The research indicates that the sensitivity of serum CysC for detecting AKI is higher than that of serum creatinine in a heterogeneous pediatric intensive care unit population. This underscores the potential of CysC as a superior early diagnostic tool for AKI in critically ill children.

"Cystatin C as a biomarker of acute kidney injury in a group of critically ill children in a pediatric intensive care unit"

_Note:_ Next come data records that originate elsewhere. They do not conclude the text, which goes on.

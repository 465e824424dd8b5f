//! Pure P&L computation engine.
//!
//! Layers, leaves first:
//! - `reference`: conversion factors and futures contract sizes per product
//! - `vessel`: premium and futures P&L of a single vessel
//! - `portfolio`: fleet-wide totals, optionally scoped to one counterparty
//! - `shares` and `breakdown`: per-counterparty figures and percentage shares
//!
//! Nothing here performs I/O or holds state between calls.

pub mod breakdown;
pub mod portfolio;
pub mod reference;
pub mod shares;
pub mod vessel;
pub mod weighted;

pub use breakdown::{by_counterparty, CounterpartyPnl};
pub use portfolio::{compute_portfolio_pnl, PortfolioPnl};
pub use reference::{
    contract_size, contracts_to_volume, conversion_factor, overcoverage, volume_to_contracts,
};
pub use shares::{with_shares, with_shares_of_sum, Share};
pub use vessel::{compute_vessel_pnl, vessel_pnl, VesselPnl};
pub use weighted::{safe_div, WeightedSum};
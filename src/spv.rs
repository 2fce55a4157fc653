//! Merkle block payloads: the header plus a partial merkle proof that a
//! subset of transactions belongs to the block.

use serde::{Deserialize, Serialize};

use crate::codec::ByteReader;
use crate::error::{Result, SpvError};
use crate::merkle::{bytes_to_bit_field, MerkleTree};
use crate::types::Hash;

/// A `merkleblock` payload: header fields, the transaction count, the
/// proof hashes, and the traversal flag bits.
#[derive(Debug, Clone, PartialEq, Eq, Serialize, Deserialize)]
pub struct MerkleBlock {
    pub version: u32,
    /// Display order; reversed on the wire.
    pub prev_block: Hash,
    /// Display order; reversed on the wire.
    pub merkle_root: Hash,
    pub timestamp: u32,
    pub bits: [u8; 4],
    pub nonce: [u8; 4],
    pub total: u32,
    /// Proof hashes in display order; reversed on the wire.
    pub hashes: Vec<Hash>,
    /// Flag bytes, bits LSB-first within each byte.
    pub flags: Vec<u8>,
}

impl MerkleBlock {
    /// Parse a complete merkleblock payload.
    pub fn parse(payload: &[u8]) -> Result<Self> {
        let mut reader = ByteReader::new(payload);

        let version = reader.read_u32_le()?;
        let mut prev_block = reader.read_array::<32>()?;
        prev_block.reverse();
        let mut merkle_root = reader.read_array::<32>()?;
        merkle_root.reverse();
        let timestamp = reader.read_u32_le()?;
        let bits = reader.read_array::<4>()?;
        let nonce = reader.read_array::<4>()?;

        let total = reader.read_u32_le()?;
        let num_hashes = reader.read_varint()?;
        let mut hashes = Vec::with_capacity(num_hashes.min(1024) as usize);
        for _ in 0..num_hashes {
            let mut hash = reader.read_array::<32>()?;
            hash.reverse();
            hashes.push(hash);
        }

        let flag_len = reader.read_varint()? as usize;
        let flags = reader.take(flag_len)?.to_vec();

        if !reader.is_empty() {
            return Err(SpvError::Malformed(format!(
                "{} trailing bytes after merkle block",
                reader.remaining()
            )));
        }

        Ok(Self {
            version,
            prev_block,
            merkle_root,
            timestamp,
            bits,
            nonce,
            total,
            hashes,
            flags,
        })
    }

    /// Replay the partial tree and compare its root against the header.
    ///
    /// `Ok(false)` means the proof replayed cleanly but commits to a
    /// different root; `Err(Proof)` means the proof itself is malformed.
    pub fn is_valid(&self) -> Result<bool> {
        let flag_bits = bytes_to_bit_field(&self.flags);
        // the tree hashes in little-endian order
        let hashes_le: Vec<Hash> = self
            .hashes
            .iter()
            .map(|hash| {
                let mut le = *hash;
                le.reverse();
                le
            })
            .collect();

        let mut tree = MerkleTree::new(self.total)?;
        tree.populate(&flag_bits, &hashes_le)?;
        let mut root = tree
            .root()
            .ok_or_else(|| SpvError::Proof("replay left no root".to_string()))?;
        root.reverse();
        Ok(root == self.merkle_root)
    }
}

This study concludes that serum cystatin C is a valuable biomarker for renal function in the early stages of kidney injury. The rapid elevation of CysC levels compared to serum creatinine suggests its applicability for early AKI detection in pediatric intensive care patients.

"Diagnostic and Prognostic Value of Serum Cystatin C in Critically Ill Children With Acute Kidney Injury"

The findings reveal that serum cystatin C levels were higher in patients with AKI compared to those without AKI at pediatric intensive care unit admission. This suggests that CysC can serve as both a diagnostic and prognostic marker in critically ill children.

"Accuracy of cystatin C in prediction of acute kidney injury in children"

This study demonstrates that cystatin C has an acceptable prognostic value for predicting AKI in children, reinforcing its potential utility in clinical settings for early identification and management of kidney injury.